For today, my songwriting focus is to write a few musical seeds that I may use tomorrow, or next year, or never. I have been writing a lot of thoughts down lately that I’ve been struggling to put to melody, or even organize into any sort of stanza. In between Smash Brothers Brawl, guest commentaries on second season of Spaced and paying parking tickets, I’ve managed to get a lot of pacing and brainstorming done, but no melodies have magically presented themselves in my head.
So when inspiration fails you, its time to just sit down and get writing. That’s when the true magic happens – the contrived creations bring forth at least one thing maybe worth rhapsodizing.
Or so I’m hoping.
Loss is supposed to be a catalyst to creativity, and it has proven so in my past. However, it doesn’t seem to be doing the trick at the moment. I’m reminded of the fall of 2007, when I struggled so hard to become a Dueling Piano player, to finally get the job right at the moment I ran out of money. I didn’t have anything to fall back on and I am not prepared to make that mistake again.

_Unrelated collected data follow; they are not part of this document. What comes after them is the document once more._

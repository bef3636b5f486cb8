//! # Agent-Governed Adaptive AMM
//!
//! A constant-product pool whose fee and curve parameters are not static:
//! bonded agents propose changes under strict on-chain safety bounds, and an
//! epoch-based arena lets competing agents submit candidate parameter sets
//! with a trusted scorer picking one winner per window.
//!
//! ## The three layers
//!
//! - **Pool** — reserves, adaptive swap pricing (Normal / Defensive /
//!   VolatilityAdaptive curve modes), LP shares, TWAP accumulators,
//!   protocol-fee skimming.
//! - **Registry** — agents stake a slashable bond for the right to push
//!   parameter updates, each bounded by a cooldown and per-parameter delta
//!   caps. Bounds only change through the registry authority (a timelock).
//! - **Arena** — fixed epochs collect competing proposals; finalization by
//!   the scorer applies exactly one winning tuple and pays a reward.
//!
//! The pool's parameters move *only* through the registry and arena paths;
//! the pool keeps those two addresses as an explicit allow-list.

use anchor_lang::prelude::*;

pub mod curve;
pub mod instructions;
pub mod state;

pub use curve::*;
pub use instructions::*;

declare_id!("Fg6PaFpoGXkYsidMpWTK6W2BeZ7FEfcYkg476zPFsLnS");

/// Agent-governed AMM program
#[program]
pub mod agent_amm {
    use super::*;

    // ------------------------------------------------------------------
    // Protocol administration
    // ------------------------------------------------------------------

    /// Initialize the global configuration
    pub fn initialize(ctx: Context<Initialize>, treasury: Pubkey) -> Result<()> {
        ctx.accounts.initialize(treasury, ctx.bumps)
    }

    /// Create the pool with its vaults and LP mint
    pub fn initialize_pool(
        ctx: Context<InitializePool>,
        fee_bps: u16,
        curve_beta: u64,
        curve_mode: u8,
        protocol_fee_bps: u16,
    ) -> Result<()> {
        ctx.accounts
            .initialize_pool(fee_bps, curve_beta, curve_mode, protocol_fee_bps, ctx.bumps)
    }

    /// Create the agent registry and its token-bond vault
    pub fn initialize_registry(
        ctx: Context<InitializeRegistry>,
        authority: Pubkey,
        min_bond: u64,
        cooldown_seconds: i64,
        max_fee_delta: u16,
        max_beta_delta: u64,
    ) -> Result<()> {
        ctx.accounts.initialize_registry(
            authority,
            min_bond,
            cooldown_seconds,
            max_fee_delta,
            max_beta_delta,
            ctx.bumps,
        )
    }

    /// Create the epoch arena and its reward escrow
    pub fn initialize_arena(
        ctx: Context<InitializeArena>,
        scorer: Pubkey,
        epoch_duration: i64,
        reward_amount: u64,
    ) -> Result<()> {
        ctx.accounts
            .initialize_arena(scorer, epoch_duration, reward_amount, ctx.bumps)
    }

    /// One-time wiring of the pool's parameter controllers
    pub fn set_controllers(ctx: Context<SetControllers>) -> Result<()> {
        ctx.accounts.set_controllers()
    }

    /// Flip the global circuit breaker (admin only)
    pub fn set_paused(ctx: Context<SetPaused>, paused: bool) -> Result<()> {
        ctx.accounts.set_paused(paused)
    }

    // ------------------------------------------------------------------
    // Pool
    // ------------------------------------------------------------------

    /// Deposit both tokens, receive LP shares
    pub fn add_liquidity(ctx: Context<AddLiquidity>, amount0: u64, amount1: u64) -> Result<u64> {
        ctx.accounts.add_liquidity(amount0, amount1)
    }

    /// Burn LP shares, receive a pro-rata slice of both reserves
    pub fn remove_liquidity(ctx: Context<RemoveLiquidity>, liquidity: u64) -> Result<(u64, u64)> {
        ctx.accounts.remove_liquidity(liquidity)
    }

    /// Swap through the adaptive constant product
    pub fn swap(
        ctx: Context<Swap>,
        zero_for_one: bool,
        amount_in: u64,
        min_amount_out: u64,
    ) -> Result<u64> {
        ctx.accounts.swap(zero_for_one, amount_in, min_amount_out)
    }

    /// Move accrued protocol fees to the treasury (permissionless crank)
    pub fn collect_protocol_fees(ctx: Context<CollectProtocolFees>) -> Result<()> {
        ctx.accounts.collect_protocol_fees()
    }

    // ------------------------------------------------------------------
    // Agent registry
    // ------------------------------------------------------------------

    /// Stake a native bond and become an active agent
    pub fn register_agent(ctx: Context<RegisterAgent>, bond: u64) -> Result<()> {
        ctx.accounts.register_agent(bond, ctx.bumps)
    }

    /// Exit: returns the remaining native bond, marks inactive
    pub fn deregister_agent(ctx: Context<DeregisterAgent>) -> Result<()> {
        ctx.accounts.deregister_agent()
    }

    /// Add to an active agent's native bond
    pub fn top_up_bond(ctx: Context<TopUpBond>, amount: u64) -> Result<()> {
        ctx.accounts.top_up_bond(amount)
    }

    /// Add to an active agent's token bond
    pub fn deposit_token_bond(ctx: Context<DepositTokenBond>, amount: u64) -> Result<()> {
        ctx.accounts.deposit_token_bond(amount)
    }

    /// Withdraw the full token bond; only after deregistration
    pub fn withdraw_token_bond(ctx: Context<WithdrawTokenBond>) -> Result<()> {
        ctx.accounts.withdraw_token_bond()
    }

    /// Push a cooldown- and delta-bounded parameter update to the pool
    pub fn submit_parameter_update(
        ctx: Context<SubmitParameterUpdate>,
        new_fee: u16,
        new_beta: u64,
        new_mode: u8,
    ) -> Result<()> {
        ctx.accounts.submit_parameter_update(new_fee, new_beta, new_mode)
    }

    /// Deduct from an agent's bond (registry authority only)
    pub fn slash_agent(ctx: Context<SlashAgent>, amount: u64, reason: String) -> Result<()> {
        ctx.accounts.slash_agent(amount, reason)
    }

    /// Adjust the registry safety envelope (registry authority only)
    pub fn set_registry_bounds(
        ctx: Context<SetRegistryBounds>,
        min_bond: u64,
        cooldown_seconds: i64,
        max_fee_delta: u16,
        max_beta_delta: u64,
    ) -> Result<()> {
        ctx.accounts
            .set_registry_bounds(min_bond, cooldown_seconds, max_fee_delta, max_beta_delta)
    }

    // ------------------------------------------------------------------
    // Epoch arena
    // ------------------------------------------------------------------

    /// Submit a candidate parameter tuple for the current epoch
    pub fn submit_proposal(
        ctx: Context<SubmitProposal>,
        fee_bps: u16,
        curve_beta: u64,
        curve_mode: u8,
    ) -> Result<()> {
        ctx.accounts.submit_proposal(fee_bps, curve_beta, curve_mode)
    }

    /// Score an elapsed epoch and apply the winner (scorer only).
    /// Proposer `Agent` PDAs ride in remaining accounts, ordered like
    /// `agents`.
    pub fn finalize_epoch<'info>(
        ctx: Context<'_, '_, 'info, 'info, FinalizeEpoch<'info>>,
        epoch_id: u64,
        agents: Vec<Pubkey>,
        scores: Vec<u64>,
    ) -> Result<()> {
        let remaining = ctx.remaining_accounts;
        ctx.accounts
            .finalize_epoch(epoch_id, agents, scores, remaining, ctx.bumps)
    }

    /// Collect a finalized epoch's reward (winner only, once)
    pub fn claim_reward(ctx: Context<ClaimReward>, epoch_id: u64) -> Result<()> {
        ctx.accounts.claim_reward(epoch_id)
    }

    /// Top up the arena's reward escrow
    pub fn fund_rewards(ctx: Context<FundRewards>, amount: u64) -> Result<()> {
        ctx.accounts.fund_rewards(amount)
    }
}
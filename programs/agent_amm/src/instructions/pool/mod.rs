//! Pool instructions: creation, liquidity, swapping, fee collection

pub mod add_liquidity;
pub mod collect_fees;
pub mod init_pool;
pub mod remove_liquidity;
pub mod swap;

pub use add_liquidity::*;
pub use collect_fees::*;
pub use init_pool::*;
pub use remove_liquidity::*;
pub use swap::*;
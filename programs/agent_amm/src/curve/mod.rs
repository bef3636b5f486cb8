//! # Adaptive Pricing Math
//!
//! Pure arithmetic for the adaptive constant-product pool. Nothing in this
//! module touches accounts or issues CPIs, so every function here is unit
//! tested in place.
//!
//! ## The adaptive constant product
//!
//! The pool prices against `x * y = k`, but first passes the incoming amount
//! through one of three curve modes:
//!
//! ```text
//!   Normal              effective = in
//!   Defensive           penalty grows with (in / reserve)²  — whale brake
//!   VolatilityAdaptive  penalty grows with (in / reserve)   — linear damping
//! ```
//!
//! The penalty shrinks the amount *credited for pricing*; custody always
//! moves the full received amount into the vault. That split is what keeps
//! `reserve0 * reserve1` non-decreasing across every swap.

pub mod engine;
pub mod shares;
pub mod twap;

pub use engine::*;
pub use shares::*;
pub use twap::*;
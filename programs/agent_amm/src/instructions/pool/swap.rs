//! Swapping
//!
//! The curve adjustment affects pricing only; custody always moves the
//! actual, balance-diff-measured input into the vault. The input reserve
//! therefore grows by the actual amount while the quote was computed on the
//! (possibly damped) effective amount — that asymmetry is what keeps
//! `reserve0 * reserve1` from ever decreasing across a swap.

use anchor_lang::prelude::*;
use anchor_spl::token_interface::{
    transfer_checked, Mint, TokenAccount, TokenInterface, TransferChecked,
};

use crate::curve::quote_swap;
use crate::state::{Config, Pool, PoolError};

#[event]
pub struct SwapExecuted {
    pub trader: Pubkey,
    pub zero_for_one: bool,
    pub amount_in: u64,
    pub effective_in: u64,
    pub amount_out: u64,
    pub fee_amount: u64,
    pub protocol_fee: u64,
    pub reserve0: u64,
    pub reserve1: u64,
}

#[derive(Accounts)]
pub struct Swap<'info> {
    #[account(mut)]
    pub trader: Signer<'info>,

    #[account(
        seeds = [Config::SEED],
        bump = config.bump,
        constraint = !config.paused @ PoolError::ProtocolPaused,
    )]
    pub config: Account<'info, Config>,

    #[account(mut, seeds = [Pool::SEED], bump = pool.bump)]
    pub pool: Account<'info, Pool>,

    #[account(constraint = mint0.key() == pool.mint0)]
    pub mint0: InterfaceAccount<'info, Mint>,

    #[account(constraint = mint1.key() == pool.mint1)]
    pub mint1: InterfaceAccount<'info, Mint>,

    /// Trader's source account; mint checked against the direction in the
    /// handler
    #[account(mut, constraint = trader_source.owner == trader.key())]
    pub trader_source: InterfaceAccount<'info, TokenAccount>,

    /// Trader's destination account; mint checked in the handler
    #[account(mut, constraint = trader_destination.owner == trader.key())]
    pub trader_destination: InterfaceAccount<'info, TokenAccount>,

    #[account(mut, constraint = vault0.key() == pool.vault0)]
    pub vault0: InterfaceAccount<'info, TokenAccount>,

    #[account(mut, constraint = vault1.key() == pool.vault1)]
    pub vault1: InterfaceAccount<'info, TokenAccount>,

    pub token_program: Interface<'info, TokenInterface>,
}

impl<'info> Swap<'info> {
    pub fn swap(&mut self, zero_for_one: bool, amount_in: u64, min_amount_out: u64) -> Result<u64> {
        require!(amount_in > 0, PoolError::ZeroAmount);
        require!(
            self.pool.reserve0 > 0 && self.pool.reserve1 > 0,
            PoolError::EmptyReserves
        );

        let (in_mint, out_mint) = if zero_for_one {
            (self.mint0.key(), self.mint1.key())
        } else {
            (self.mint1.key(), self.mint0.key())
        };
        require_keys_eq!(self.trader_source.mint, in_mint);
        require_keys_eq!(self.trader_destination.mint, out_mint);

        let now = Clock::get()?.unix_timestamp;
        self.pool.update_cumulative_prices(now);

        let (reserve_in, reserve_out) = if zero_for_one {
            (self.pool.reserve0, self.pool.reserve1)
        } else {
            (self.pool.reserve1, self.pool.reserve0)
        };

        // measure what the vault actually received
        let (vault_in, mint_in) = if zero_for_one {
            (&self.vault0, &self.mint0)
        } else {
            (&self.vault1, &self.mint1)
        };
        let pre = vault_in.amount;
        transfer_checked(
            CpiContext::new(
                self.token_program.to_account_info(),
                TransferChecked {
                    from: self.trader_source.to_account_info(),
                    mint: mint_in.to_account_info(),
                    to: vault_in.to_account_info(),
                    authority: self.trader.to_account_info(),
                },
            ),
            amount_in,
            mint_in.decimals,
        )?;
        let vault_in = if zero_for_one { &mut self.vault0 } else { &mut self.vault1 };
        vault_in.reload()?;
        let actual_in = vault_in.amount - pre;
        require!(actual_in > 0, PoolError::ZeroAmount);

        let quote = quote_swap(
            actual_in,
            reserve_in,
            reserve_out,
            self.pool.fee_bps,
            self.pool.protocol_fee_bps,
            self.pool.curve_mode,
            self.pool.curve_beta,
        )?;
        require!(
            quote.amount_out >= min_amount_out,
            PoolError::InsufficientOutput
        );

        // all bookkeeping settles before the outbound transfer
        let total_out = quote.amount_out + quote.protocol_fee;
        let pool = &mut self.pool;
        if zero_for_one {
            pool.reserve0 = pool.reserve0.checked_add(actual_in).ok_or(PoolError::Overflow)?;
            pool.reserve1 = pool
                .reserve1
                .checked_sub(total_out)
                .ok_or(PoolError::Overflow)?;
            pool.protocol_fee_accum1 = pool
                .protocol_fee_accum1
                .checked_add(quote.protocol_fee)
                .ok_or(PoolError::Overflow)?;
            pool.volume0 += actual_in as u128;
        } else {
            pool.reserve1 = pool.reserve1.checked_add(actual_in).ok_or(PoolError::Overflow)?;
            pool.reserve0 = pool
                .reserve0
                .checked_sub(total_out)
                .ok_or(PoolError::Overflow)?;
            pool.protocol_fee_accum0 = pool
                .protocol_fee_accum0
                .checked_add(quote.protocol_fee)
                .ok_or(PoolError::Overflow)?;
            pool.volume1 += actual_in as u128;
        }
        pool.trade_count += 1;

        // pay out
        let pool_seeds = &[Pool::SEED, &[self.pool.bump]];
        let signer_seeds = &[&pool_seeds[..]];
        let (vault_out, mint_out) = if zero_for_one {
            (&self.vault1, &self.mint1)
        } else {
            (&self.vault0, &self.mint0)
        };
        transfer_checked(
            CpiContext::new_with_signer(
                self.token_program.to_account_info(),
                TransferChecked {
                    from: vault_out.to_account_info(),
                    mint: mint_out.to_account_info(),
                    to: self.trader_destination.to_account_info(),
                    authority: self.pool.to_account_info(),
                },
                signer_seeds,
            ),
            quote.amount_out,
            mint_out.decimals,
        )?;

        emit!(SwapExecuted {
            trader: self.trader.key(),
            zero_for_one,
            amount_in: actual_in,
            effective_in: quote.effective_in,
            amount_out: quote.amount_out,
            fee_amount: quote.fee_amount,
            protocol_fee: quote.protocol_fee,
            reserve0: self.pool.reserve0,
            reserve1: self.pool.reserve1,
        });

        Ok(quote.amount_out)
    }
}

So after one of my pacing bouts, I watched the latest episode of Modern Family with a bowl of soup, admiring how Phil had reached his goal of tight-rope walking because his son suggested that Phil’s initial failure was due to his safety net. Phil knew that if he failed, he would not have anything to lose. He had to put himself in a “Do or Die” position. J.K. Rowling also said something to the tune of “Rock bottom provided me with the foundation to blah blah blah”…I can’t remember the rest, something about creating a world wide phenomenon, I hear, but the point here is not what she created – simply that “Do or Die” seemed to be exactly what was necessary.
So perhaps I should be prepared to make that mistake again, of having nothing to fall back on. Pretty much everything I’ve learned about “growing up” (whatever that is) in the past few years has told me otherwise. mmmmm, drama!
Maybe its time to ask,
WWCSFTS (What Would Chicken Soup for the Soul) do?